[Raw data]

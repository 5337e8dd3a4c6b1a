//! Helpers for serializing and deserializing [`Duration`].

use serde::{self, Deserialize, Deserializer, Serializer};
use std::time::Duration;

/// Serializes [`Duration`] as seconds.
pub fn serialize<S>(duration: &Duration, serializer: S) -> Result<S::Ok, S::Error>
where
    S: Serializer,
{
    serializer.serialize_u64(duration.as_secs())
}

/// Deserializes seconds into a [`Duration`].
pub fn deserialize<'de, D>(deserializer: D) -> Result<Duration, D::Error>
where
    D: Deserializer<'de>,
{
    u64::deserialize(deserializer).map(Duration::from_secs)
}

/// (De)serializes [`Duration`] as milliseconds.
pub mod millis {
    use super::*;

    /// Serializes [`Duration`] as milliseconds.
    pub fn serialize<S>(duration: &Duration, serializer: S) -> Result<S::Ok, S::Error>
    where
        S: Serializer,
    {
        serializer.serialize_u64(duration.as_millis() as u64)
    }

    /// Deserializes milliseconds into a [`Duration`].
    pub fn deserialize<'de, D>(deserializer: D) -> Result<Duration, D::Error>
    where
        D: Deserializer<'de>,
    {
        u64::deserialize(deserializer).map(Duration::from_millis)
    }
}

[Work instructions] Your answer must be the line holding "serializer.serialize_u64(duration.as_secs())" plus every later line to the end of the records, copied exactly.

[Solution for this exercise]
    serializer.serialize_u64(duration.as_secs())
}

/// Deserializes seconds into a [`Duration`].
pub fn deserialize<'de, D>(deserializer: D) -> Result<Duration, D::Error>
where
    D: Deserializer<'de>,
{
    u64::deserialize(deserializer).map(Duration::from_secs)
}

/// (De)serializes [`Duration`] as milliseconds.
pub mod millis {
    use super::*;

    /// Serializes [`Duration`] as milliseconds.
    pub fn serialize<S>(duration: &Duration, serializer: S) -> Result<S::Ok, S::Error>
    where
        S: Serializer,
    {
        serializer.serialize_u64(duration.as_millis() as u64)
    }

    /// Deserializes milliseconds into a [`Duration`].
    pub fn deserialize<'de, D>(deserializer: D) -> Result<Duration, D::Error>
    where
        D: Deserializer<'de>,
    {
        u64::deserialize(deserializer).map(Duration::from_millis)
    }
}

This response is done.